The almost exclusive concentration of these light-coloured Italian strains in North America seems to be due to the fact that in sub-tropical Southern and Western States the large queen-rearing centres are concerned mainly with the sale of bees, where honey production plays a secondary role. Hence they need a bee which is given to brood rearing to an extreme degree, something which in entirely different climatic conditions constitutes a serious drawback.
— Brother Adam, "Breeding the Honeybee" (Northern Bee Books: Mytholmroyd, 1987), pp. 97–98.

===Strengths===
- shows strong disposition to breeding and very prolific
- cleanliness/excellent housekeeper (which some scientists think might be a factor in disease resistance)
- uses little propolis
- excellent foragers
- superb comb builder (writing in Switzerland in 1862, H. C. Hermann stated the comb of an Italian bee-cell occupied only 15 cells for every 16 of the common black bee, and the cubic content was larger by 30%)
- covers the honey with brilliant white cappings
- shows lower swarming tendency than other Western honey bee races
- for areas with continuous nectar flow and favorable weather throughout the summer
- industry
- gentleness
- a willingness to enter supers
- tendency to collect flower honey rather than honey dew (of value only in countries where the colour of the honey determines the price)

===Weaknesses===
- lacks vitality
- inclined to excessive brood rearing
- susceptibility to disease
- high consumption of stores
- more prone to drifting and robbing than the other principal races of Europe.
- the strong brood rearing disposition often results in large food consumption in late winter or early spring that causes spring dwindling and hence slow or tardy spring development
- brood rearing starts late and lasts long into late summer or autumn, irrespective of nectar flow
- tends to forage over shorter distances than either carnica or mellifera, and may therefore be less effective in poorer nectar flows
- for cool maritime regions
- for areas with strong spring flow
- for areas with periods of dearth of nectar in the summer

==Foraging behavior==

Apis mellifera ligustica are more concerned with nectar processing behaviors, honey storage, and adult maintenance over brood expansion when compared to the African honey bee, A. m. scutellata.

==Selective breeding==
Breeders of Italian bees, as well as other honey bee subspecies, look for certain beneficial characteristics. Depending on the breeding goal, one or more of the following characteristics may be emphasized:

1. Gentleness or excitability
2. Resistance to various diseases including tracheal mite and Varroa mite
3. Early spring buildup in population
4. Wintering ability
5. Tendency to limited swarming
6. Ability to ripen honey rapidly
7. Honeycomb cappings are white
8. Minimal use of propolis
9. Availability and queen cost
10. Color
Source: George Imrie's pink pages

==Worldwide distribution==
- 1853 introduced to Germany
- 1854 introduced into Poland by Dr.
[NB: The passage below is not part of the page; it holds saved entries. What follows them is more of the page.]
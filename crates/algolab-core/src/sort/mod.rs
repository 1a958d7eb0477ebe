//! In-place comparison sorts.
//!
//! - [`merge_sort`] - stable, ascending by an extracted key
//! - [`quick_sort_by`] - unstable Lomuto quicksort, descending by a "greater than" predicate
//!
//! Both sorts take the ordering as a parameter instead of relying on `Ord`
//! impls on the records, so the same record type can be sorted on different
//! attributes.

mod merge;
mod quick;

pub use merge::{merge_sort, merge_sort_range};
pub use quick::{quick_sort_by, quick_sort_movies, quick_sort_movies_by_name, quick_sort_range_by};
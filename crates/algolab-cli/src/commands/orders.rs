//! Order timestamp sort command.

use std::path::Path;
use std::time::Instant;

use algolab_adapters::ingest::load_orders;
use algolab_common::OrderRecord;
use algolab_core::Config;
use algolab_core::sort::merge_sort;
use anyhow::Result;
use serde::Serialize;

use crate::OutputFormat;
use crate::output::{self, Format};

#[derive(Serialize)]
struct OrdersOutput<'a> {
    total: usize,
    elapsed_ms: f64,
    earliest: &'a [OrderRecord],
}

/// Run the orders command.
pub fn run(path: &Path, config: &Config, format: OutputFormat, quiet: bool) -> Result<()> {
    let mut orders = load_orders(path)?;
    tracing::info!(records = orders.len(), "sorting orders by timestamp (merge sort)");

    let started = Instant::now();
    merge_sort(&mut orders, OrderRecord::key);
    let elapsed_ms = started.elapsed().as_secs_f64() * 1000.0;
    tracing::info!(records = orders.len(), elapsed_ms, "orders sorted");

    let shown = &orders[..config.top_n.min(orders.len())];
    let fmt: Format = format.into();
    match fmt {
        Format::Json => output::print_json(
            &OrdersOutput {
                total: orders.len(),
                elapsed_ms,
                earliest: shown,
            },
            quiet,
        )?,
        Format::Table => {
            let mut table = output::create_table();
            output::add_header(&mut table, &["#", "Timestamp (ms)", "Row"]);
            for (i, order) in shown.iter().enumerate() {
                table.add_row(vec![
                    (i + 1).to_string(),
                    order.timestamp_ms.to_string(),
                    order.row.clone(),
                ]);
            }
            output::status(
                &format!("First {} of {} orders by timestamp:", shown.len(), orders.len()),
                quiet,
            );
            output::print_table(&table, quiet);
        }
    }

    Ok(())
}
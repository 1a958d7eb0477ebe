//! Stable top-down merge sort.

/// Sorts `seq` ascending by `key`, keeping equal-keyed elements in input order.
///
/// ```
/// use algolab_core::sort::merge_sort;
///
/// let mut v = vec![(5, 'A'), (3, 'B'), (3, 'C'), (1, 'D'), (2, 'E')];
/// merge_sort(&mut v, |r| r.0);
/// assert_eq!(v, [(1, 'D'), (2, 'E'), (3, 'B'), (3, 'C'), (5, 'A')]);
/// ```
pub fn merge_sort<T, K, F>(seq: &mut [T], key: F)
where
    T: Clone,
    K: Ord,
    F: Fn(&T) -> K,
{
    if seq.len() > 1 {
        merge_sort_range(seq, 0, seq.len() - 1, key);
    }
}

/// Sorts the inclusive index range `[lo, hi]` of `seq` ascending by `key`.
///
/// Empty and single-element ranges (`lo >= hi`) are no-ops.
///
/// # Panics
///
/// Panics if `lo < hi` and `hi >= seq.len()`.
pub fn merge_sort_range<T, K, F>(seq: &mut [T], lo: usize, hi: usize, key: F)
where
    T: Clone,
    K: Ord,
    F: Fn(&T) -> K,
{
    if lo < hi {
        assert!(hi < seq.len(), "range end {hi} out of bounds for length {}", seq.len());
        sort_range(seq, lo, hi, &key);
    }
}

fn sort_range<T, K, F>(seq: &mut [T], lo: usize, hi: usize, key: &F)
where
    T: Clone,
    K: Ord,
    F: Fn(&T) -> K,
{
    if lo < hi {
        let mid = lo + (hi - lo) / 2;
        sort_range(seq, lo, mid, key);
        sort_range(seq, mid + 1, hi, key);
        merge(seq, lo, mid, hi, key);
    }
}

/// Merges the sorted runs `[lo, mid]` and `[mid + 1, hi]`.
fn merge<T, K, F>(seq: &mut [T], lo: usize, mid: usize, hi: usize, key: &F)
where
    T: Clone,
    K: Ord,
    F: Fn(&T) -> K,
{
    let mut scratch = Vec::with_capacity(hi - lo + 1);
    let (mut i, mut j) = (lo, mid + 1);

    while i <= mid && j <= hi {
        // `<=` takes from the left run on ties, which is what makes this stable.
        if key(&seq[i]) <= key(&seq[j]) {
            scratch.push(seq[i].clone());
            i += 1;
        } else {
            scratch.push(seq[j].clone());
            j += 1;
        }
    }
    scratch.extend_from_slice(&seq[i..=mid]);
    scratch.extend_from_slice(&seq[j..=hi]);

    for (slot, item) in seq[lo..=hi].iter_mut().zip(scratch) {
        *slot = item;
    }
}
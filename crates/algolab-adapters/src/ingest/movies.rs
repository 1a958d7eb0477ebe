//! IMDB top-1000 style movie dataset.

use std::io::BufRead;
use std::path::Path;

use algolab_common::utils::error::{Error, Result};
use algolab_common::MovieRecord;

use super::csv::split_quoted;

const NAME_COLUMN: usize = 1;
const YEAR_COLUMN: usize = 2;
const RATING_COLUMN: usize = 6;
const VOTES_COLUMN: usize = 14;

/// Loads every parseable movie from the CSV file at `path`.
pub fn load_movies(path: impl AsRef<Path>) -> Result<Vec<MovieRecord>> {
    read_movies(super::open(path.as_ref())?)
}

/// Reads movies from any buffered reader, skipping the header line and any
/// row that fails to parse.
pub fn read_movies(reader: impl BufRead) -> Result<Vec<MovieRecord>> {
    let mut movies = Vec::new();
    let mut skipped = 0usize;

    for (index, line) in super::lossy_lines(reader).enumerate().skip(1) {
        let line = line?;
        match parse_movie_row(&line, index + 1) {
            Ok(movie) => movies.push(movie),
            Err(e) => {
                tracing::warn!(error = %e, "movie row skipped");
                skipped += 1;
            }
        }
    }

    tracing::debug!(loaded = movies.len(), skipped, "movies read");
    Ok(movies)
}

/// Parses one data row.
///
/// The year and vote count keep only their digits, so `"(1994)"` and
/// `"2,343,110"` both parse. `line` is used in error messages.
pub fn parse_movie_row(row: &str, line: usize) -> Result<MovieRecord> {
    let fields = split_quoted(row);
    let field = |column: usize| {
        fields.get(column).copied().ok_or_else(|| Error::Parse {
            line,
            message: format!("missing column {column}"),
        })
    };

    let name = field(NAME_COLUMN)?.replace('"', "");
    let year = digits(field(YEAR_COLUMN)?)
        .parse::<i32>()
        .map_err(|e| parse_error(line, "year", &e))?;
    let rating = field(RATING_COLUMN)?
        .trim()
        .parse::<f64>()
        .map_err(|e| parse_error(line, "rating", &e))?;
    let popularity = digits(field(VOTES_COLUMN)?)
        .parse::<u64>()
        .map_err(|e| parse_error(line, "vote count", &e))?;

    Ok(MovieRecord::new(name, rating, year, popularity))
}

fn digits(raw: &str) -> String {
    raw.chars().filter(char::is_ascii_digit).collect()
}

fn parse_error(line: usize, what: &str, e: &dyn std::fmt::Display) -> Error {
    Error::Parse {
        line,
        message: format!("bad {what}: {e}"),
    }
}
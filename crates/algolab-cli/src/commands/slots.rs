//! Exam slot scheduling command (greedy coloring).

use algolab_core::ConflictGraph;
use algolab_core::algorithms::{Coloring, greedy_coloring};
use anyhow::{Result, bail};
use serde::Serialize;

use crate::OutputFormat;
use crate::input::ConflictArg;
use crate::output::{self, Format};

const DEFAULT_COURSES: usize = 6;

/// Course pairs sharing students, used when no `--conflict` is given.
const DEFAULT_CONFLICTS: [(u32, u32); 6] = [(0, 1), (1, 2), (2, 3), (3, 4), (3, 5), (0, 5)];

#[derive(Serialize)]
struct SlotsOutput<'a> {
    courses: usize,
    conflicts: usize,
    #[serde(flatten)]
    coloring: &'a Coloring,
}

/// Run the slots command.
pub fn run(
    courses: Option<usize>,
    conflicts: &[ConflictArg],
    format: OutputFormat,
    quiet: bool,
) -> Result<()> {
    let graph = build(courses, conflicts)?;
    let coloring = greedy_coloring(&graph);
    debug_assert!(coloring.is_proper(&graph));
    tracing::info!(courses = graph.vertex_count(), slots = coloring.slots, "exam slots assigned");

    let fmt: Format = format.into();
    match fmt {
        Format::Json => output::print_json(
            &SlotsOutput {
                courses: graph.vertex_count(),
                conflicts: graph.conflicts().count(),
                coloring: &coloring,
            },
            quiet,
        )?,
        Format::Table => {
            let mut table = output::create_table();
            output::add_header(&mut table, &["Course", "Slot"]);
            for (course, slot) in coloring.assignment.iter().enumerate() {
                table.add_row(vec![course.to_string(), slot.to_string()]);
            }
            output::print_table(&table, quiet);
            output::status(&format!("Total slots used: {}", coloring.slots), quiet);
        }
    }
    Ok(())
}

fn build(courses: Option<usize>, conflicts: &[ConflictArg]) -> Result<ConflictGraph> {
    let pairs: Vec<ConflictArg> = if conflicts.is_empty() {
        if courses.is_some_and(|n| n != DEFAULT_COURSES) {
            bail!("--courses without --conflict only applies to the {DEFAULT_COURSES}-course example");
        }
        DEFAULT_CONFLICTS
            .iter()
            .map(|&(u, v)| ConflictArg(u.into(), v.into()))
            .collect()
    } else {
        conflicts.to_vec()
    };

    // Without --courses, size the graph to the highest course mentioned.
    let count = courses.unwrap_or_else(|| {
        pairs
            .iter()
            .map(|ConflictArg(u, v)| u.index().max(v.index()) + 1)
            .max()
            .unwrap_or(0)
    });
    Ok(ConflictGraph::from_conflicts(
        count,
        pairs.into_iter().map(|ConflictArg(u, v)| (u, v)),
    )?)
}
//! # algolab-adapters
//!
//! Adapters layer for Algolab: the collaborators that sit between files and
//! the engines.
//!
//! ## Modules
//!
//! - [`ingest`] - CSV readers for order and movie datasets
//! - [`export`] - Graphviz DOT export of weighted graphs

pub mod export;
pub mod ingest;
Jan Dzierżon
- 1859 introduced into the United Kingdom
- 1859 introduced to the United States
- 1862 introduced to Australia, on 9 December into Victoria aboard the steam ship Alhambra There is strong evidence that the subsequent Italian virgin queens hybridised with the English 'black' bee previously imported (source: Barrett, P. "The Immigrant Bees, 1788 to 1898", Vol. IV). Wilhelm Abram brought several queens from Italy to Sydney in December 1880 but it's probable they reached New South Wales through other hands earlier on.
- 1866 introduced to Russian Empire
- 1880 introduced to New Zealand
- 1884 (Easter) introduced to Kangaroo Island in South Australia, sourced from Brisbane where they were previously imported in 1880 from Italy by Chas. Fullwood. Jas. Carroll received a hive of Italian bees in Brisbane, Queensland, in 1877 when Angus Mackay accompanied a hive aboard the City of New York, packaged by Harbison in California. After a week's stopover in Sydney, the bees arrived in Brisbane. The government of the colony of South Australia passed legislation in 1885 intended to "encourage the culture of Ligurian Bees on Kangaroo Island." Honey from Kangaroo Island is marketed (in 2014) as being from the only pure Ligurian bees in the world.